[[ ENTRIES SHOWN open ]]

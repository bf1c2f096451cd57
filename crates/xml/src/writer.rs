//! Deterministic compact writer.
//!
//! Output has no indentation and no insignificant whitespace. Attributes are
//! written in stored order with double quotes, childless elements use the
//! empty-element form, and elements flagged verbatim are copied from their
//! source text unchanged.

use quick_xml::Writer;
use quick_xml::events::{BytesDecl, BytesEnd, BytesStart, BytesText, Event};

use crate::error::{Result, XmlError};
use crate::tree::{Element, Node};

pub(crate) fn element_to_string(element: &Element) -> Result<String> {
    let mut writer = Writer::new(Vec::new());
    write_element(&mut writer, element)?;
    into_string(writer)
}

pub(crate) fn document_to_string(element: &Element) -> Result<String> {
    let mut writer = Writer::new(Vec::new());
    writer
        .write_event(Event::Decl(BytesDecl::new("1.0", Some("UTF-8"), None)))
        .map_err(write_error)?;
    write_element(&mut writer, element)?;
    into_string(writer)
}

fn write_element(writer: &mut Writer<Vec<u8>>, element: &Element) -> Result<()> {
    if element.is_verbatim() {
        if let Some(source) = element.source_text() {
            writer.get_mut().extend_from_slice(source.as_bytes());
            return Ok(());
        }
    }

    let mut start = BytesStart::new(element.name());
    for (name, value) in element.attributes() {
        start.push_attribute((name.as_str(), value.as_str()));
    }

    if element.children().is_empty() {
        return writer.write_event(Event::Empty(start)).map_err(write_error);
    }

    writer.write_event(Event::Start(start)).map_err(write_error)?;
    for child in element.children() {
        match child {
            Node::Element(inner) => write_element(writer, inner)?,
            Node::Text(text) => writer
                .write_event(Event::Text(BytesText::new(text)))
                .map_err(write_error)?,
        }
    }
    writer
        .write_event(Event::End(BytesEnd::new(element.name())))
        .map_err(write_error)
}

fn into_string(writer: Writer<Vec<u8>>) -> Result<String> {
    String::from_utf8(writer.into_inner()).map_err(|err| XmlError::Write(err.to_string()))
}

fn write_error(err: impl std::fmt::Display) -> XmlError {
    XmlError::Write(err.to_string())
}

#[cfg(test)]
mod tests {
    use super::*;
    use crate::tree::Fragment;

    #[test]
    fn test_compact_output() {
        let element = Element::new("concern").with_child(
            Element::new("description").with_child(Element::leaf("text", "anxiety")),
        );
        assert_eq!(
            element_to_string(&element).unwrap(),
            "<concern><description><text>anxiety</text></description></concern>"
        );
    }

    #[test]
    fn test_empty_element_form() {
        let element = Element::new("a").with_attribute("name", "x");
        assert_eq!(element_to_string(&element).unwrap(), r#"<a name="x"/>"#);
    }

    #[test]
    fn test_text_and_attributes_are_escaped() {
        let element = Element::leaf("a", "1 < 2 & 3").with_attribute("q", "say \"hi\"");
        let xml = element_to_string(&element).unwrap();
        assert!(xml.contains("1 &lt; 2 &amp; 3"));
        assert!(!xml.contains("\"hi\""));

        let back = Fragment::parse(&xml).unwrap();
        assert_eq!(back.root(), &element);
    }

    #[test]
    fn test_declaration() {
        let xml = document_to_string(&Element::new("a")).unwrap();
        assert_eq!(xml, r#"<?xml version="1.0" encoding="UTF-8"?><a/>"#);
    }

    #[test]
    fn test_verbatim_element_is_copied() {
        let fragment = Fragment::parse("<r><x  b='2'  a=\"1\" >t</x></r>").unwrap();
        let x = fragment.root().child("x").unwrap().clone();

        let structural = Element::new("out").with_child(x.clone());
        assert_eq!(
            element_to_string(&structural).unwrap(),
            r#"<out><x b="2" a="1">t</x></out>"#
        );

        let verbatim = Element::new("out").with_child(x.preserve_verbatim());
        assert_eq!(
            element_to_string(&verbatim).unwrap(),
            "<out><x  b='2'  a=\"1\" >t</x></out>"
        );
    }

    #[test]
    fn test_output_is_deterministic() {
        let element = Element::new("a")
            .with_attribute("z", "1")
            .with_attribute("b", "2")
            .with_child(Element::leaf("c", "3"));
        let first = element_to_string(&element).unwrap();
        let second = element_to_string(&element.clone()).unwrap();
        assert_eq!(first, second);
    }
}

[[ ENTRIES SHOWN closed ]]
[[ ENTRIES SHOWN open ]]

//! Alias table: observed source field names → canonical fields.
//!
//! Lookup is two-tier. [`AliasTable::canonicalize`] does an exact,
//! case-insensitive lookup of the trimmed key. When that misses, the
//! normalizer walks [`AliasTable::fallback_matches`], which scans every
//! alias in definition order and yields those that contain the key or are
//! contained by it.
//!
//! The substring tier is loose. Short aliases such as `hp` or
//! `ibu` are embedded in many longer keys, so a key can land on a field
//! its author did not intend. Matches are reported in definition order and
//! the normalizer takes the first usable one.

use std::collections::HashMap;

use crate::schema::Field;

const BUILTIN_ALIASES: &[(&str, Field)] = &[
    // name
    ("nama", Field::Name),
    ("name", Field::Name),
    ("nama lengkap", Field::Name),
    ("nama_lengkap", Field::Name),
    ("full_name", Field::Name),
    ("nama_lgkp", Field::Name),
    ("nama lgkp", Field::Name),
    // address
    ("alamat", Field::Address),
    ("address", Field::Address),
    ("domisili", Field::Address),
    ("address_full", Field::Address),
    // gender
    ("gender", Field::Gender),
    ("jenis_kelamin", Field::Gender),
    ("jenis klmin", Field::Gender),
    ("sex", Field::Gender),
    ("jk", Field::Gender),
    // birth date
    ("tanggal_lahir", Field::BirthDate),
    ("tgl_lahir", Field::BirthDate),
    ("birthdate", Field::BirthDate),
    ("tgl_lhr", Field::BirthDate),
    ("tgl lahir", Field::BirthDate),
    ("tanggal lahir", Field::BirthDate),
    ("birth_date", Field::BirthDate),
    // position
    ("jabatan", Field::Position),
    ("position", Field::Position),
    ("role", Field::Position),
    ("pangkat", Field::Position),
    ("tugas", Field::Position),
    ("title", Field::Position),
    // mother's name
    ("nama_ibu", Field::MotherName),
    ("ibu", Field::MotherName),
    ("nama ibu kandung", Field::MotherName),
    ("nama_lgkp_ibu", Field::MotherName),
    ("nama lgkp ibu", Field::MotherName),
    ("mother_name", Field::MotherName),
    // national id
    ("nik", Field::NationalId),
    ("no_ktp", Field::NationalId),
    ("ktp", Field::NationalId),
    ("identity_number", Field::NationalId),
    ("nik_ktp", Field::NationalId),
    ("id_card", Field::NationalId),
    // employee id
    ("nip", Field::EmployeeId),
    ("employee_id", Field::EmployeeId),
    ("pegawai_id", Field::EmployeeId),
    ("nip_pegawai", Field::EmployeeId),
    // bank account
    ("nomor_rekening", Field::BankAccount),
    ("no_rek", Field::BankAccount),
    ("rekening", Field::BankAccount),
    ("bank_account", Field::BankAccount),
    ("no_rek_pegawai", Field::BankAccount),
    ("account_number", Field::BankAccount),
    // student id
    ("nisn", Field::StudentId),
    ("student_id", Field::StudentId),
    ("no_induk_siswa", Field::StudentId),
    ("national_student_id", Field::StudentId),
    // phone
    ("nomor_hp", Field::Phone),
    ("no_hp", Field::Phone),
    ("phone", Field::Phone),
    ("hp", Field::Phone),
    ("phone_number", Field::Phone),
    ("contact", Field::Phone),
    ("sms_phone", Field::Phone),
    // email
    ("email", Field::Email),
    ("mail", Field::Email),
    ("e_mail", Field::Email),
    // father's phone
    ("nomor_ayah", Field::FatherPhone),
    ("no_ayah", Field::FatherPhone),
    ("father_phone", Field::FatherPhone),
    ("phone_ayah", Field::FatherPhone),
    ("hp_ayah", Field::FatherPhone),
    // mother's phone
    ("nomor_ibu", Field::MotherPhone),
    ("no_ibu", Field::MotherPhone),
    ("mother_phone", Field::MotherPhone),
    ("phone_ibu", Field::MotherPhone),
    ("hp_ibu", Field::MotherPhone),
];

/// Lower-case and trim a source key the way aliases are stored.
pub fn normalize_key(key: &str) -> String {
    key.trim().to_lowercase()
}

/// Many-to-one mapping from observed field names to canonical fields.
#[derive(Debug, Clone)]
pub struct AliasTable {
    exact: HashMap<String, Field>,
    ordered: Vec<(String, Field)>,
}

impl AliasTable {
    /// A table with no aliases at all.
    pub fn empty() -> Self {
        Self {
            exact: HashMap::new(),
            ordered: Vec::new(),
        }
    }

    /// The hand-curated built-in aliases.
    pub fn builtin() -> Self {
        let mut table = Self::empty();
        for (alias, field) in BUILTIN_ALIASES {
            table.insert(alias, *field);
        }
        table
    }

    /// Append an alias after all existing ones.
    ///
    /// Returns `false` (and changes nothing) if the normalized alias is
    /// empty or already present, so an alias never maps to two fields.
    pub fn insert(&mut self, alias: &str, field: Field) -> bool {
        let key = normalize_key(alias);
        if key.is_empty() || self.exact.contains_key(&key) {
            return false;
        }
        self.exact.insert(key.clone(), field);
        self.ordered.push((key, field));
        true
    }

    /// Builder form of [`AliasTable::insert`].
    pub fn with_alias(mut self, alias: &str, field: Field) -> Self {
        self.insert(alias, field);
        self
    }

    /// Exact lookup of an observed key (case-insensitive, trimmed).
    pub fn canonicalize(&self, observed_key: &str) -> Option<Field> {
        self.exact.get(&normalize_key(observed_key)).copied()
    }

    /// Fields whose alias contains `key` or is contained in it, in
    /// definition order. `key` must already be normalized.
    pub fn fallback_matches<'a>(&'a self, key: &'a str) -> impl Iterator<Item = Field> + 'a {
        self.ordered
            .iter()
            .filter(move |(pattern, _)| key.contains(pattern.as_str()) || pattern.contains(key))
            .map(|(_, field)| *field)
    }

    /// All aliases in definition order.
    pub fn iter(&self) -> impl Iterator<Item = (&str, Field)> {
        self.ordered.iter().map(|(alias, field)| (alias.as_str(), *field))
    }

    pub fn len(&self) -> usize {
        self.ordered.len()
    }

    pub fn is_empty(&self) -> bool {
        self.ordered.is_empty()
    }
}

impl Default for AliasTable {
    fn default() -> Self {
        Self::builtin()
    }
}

[[ ENTRIES SHOWN closed ]]
[[ ENTRIES SHOWN open ]]

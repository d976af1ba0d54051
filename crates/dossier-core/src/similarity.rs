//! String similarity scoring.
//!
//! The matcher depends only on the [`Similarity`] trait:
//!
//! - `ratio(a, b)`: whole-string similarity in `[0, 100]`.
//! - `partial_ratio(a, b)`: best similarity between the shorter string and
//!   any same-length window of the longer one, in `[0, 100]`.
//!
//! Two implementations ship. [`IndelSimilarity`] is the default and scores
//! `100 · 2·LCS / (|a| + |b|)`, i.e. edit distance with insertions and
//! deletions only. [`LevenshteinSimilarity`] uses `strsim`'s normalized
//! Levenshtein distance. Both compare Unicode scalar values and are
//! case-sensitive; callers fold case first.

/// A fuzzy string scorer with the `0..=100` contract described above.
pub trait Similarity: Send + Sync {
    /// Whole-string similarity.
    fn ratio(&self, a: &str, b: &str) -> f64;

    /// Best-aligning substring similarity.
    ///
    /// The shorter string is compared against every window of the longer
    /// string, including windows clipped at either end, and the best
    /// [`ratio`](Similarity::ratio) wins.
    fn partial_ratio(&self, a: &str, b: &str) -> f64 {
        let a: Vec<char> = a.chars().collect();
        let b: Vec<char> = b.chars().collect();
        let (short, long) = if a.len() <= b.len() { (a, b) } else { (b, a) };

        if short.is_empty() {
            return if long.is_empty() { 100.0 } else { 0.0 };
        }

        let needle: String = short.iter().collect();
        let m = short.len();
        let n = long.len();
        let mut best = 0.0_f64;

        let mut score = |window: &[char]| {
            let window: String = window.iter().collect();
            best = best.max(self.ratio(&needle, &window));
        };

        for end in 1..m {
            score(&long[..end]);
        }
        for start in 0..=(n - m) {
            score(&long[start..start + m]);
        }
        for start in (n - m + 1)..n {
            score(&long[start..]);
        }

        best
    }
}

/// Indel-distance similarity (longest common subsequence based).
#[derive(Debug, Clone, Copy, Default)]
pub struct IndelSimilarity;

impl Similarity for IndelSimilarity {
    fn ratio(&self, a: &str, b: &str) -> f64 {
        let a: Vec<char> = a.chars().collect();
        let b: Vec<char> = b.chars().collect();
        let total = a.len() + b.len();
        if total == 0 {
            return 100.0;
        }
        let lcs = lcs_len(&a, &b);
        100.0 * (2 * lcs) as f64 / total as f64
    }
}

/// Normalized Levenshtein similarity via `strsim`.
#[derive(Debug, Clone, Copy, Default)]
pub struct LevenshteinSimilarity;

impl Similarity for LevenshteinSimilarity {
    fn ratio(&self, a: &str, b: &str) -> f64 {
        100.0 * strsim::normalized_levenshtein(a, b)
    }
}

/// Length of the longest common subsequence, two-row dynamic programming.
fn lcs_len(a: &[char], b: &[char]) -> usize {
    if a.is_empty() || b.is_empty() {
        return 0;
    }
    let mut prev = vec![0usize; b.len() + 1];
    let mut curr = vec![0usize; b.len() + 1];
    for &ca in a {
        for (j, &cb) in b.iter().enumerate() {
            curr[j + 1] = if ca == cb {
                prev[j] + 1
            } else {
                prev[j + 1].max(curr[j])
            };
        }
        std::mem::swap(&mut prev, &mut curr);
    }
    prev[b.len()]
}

[[ ENTRIES SHOWN closed ]]

• **TASK**
Copy every line of the entries in which "only" can be found.

• **TASK ANSWER**
//! The matcher depends only on the [`Similarity`] trait:
//! deletions only. [`LevenshteinSimilarity`] uses `strsim`'s normalized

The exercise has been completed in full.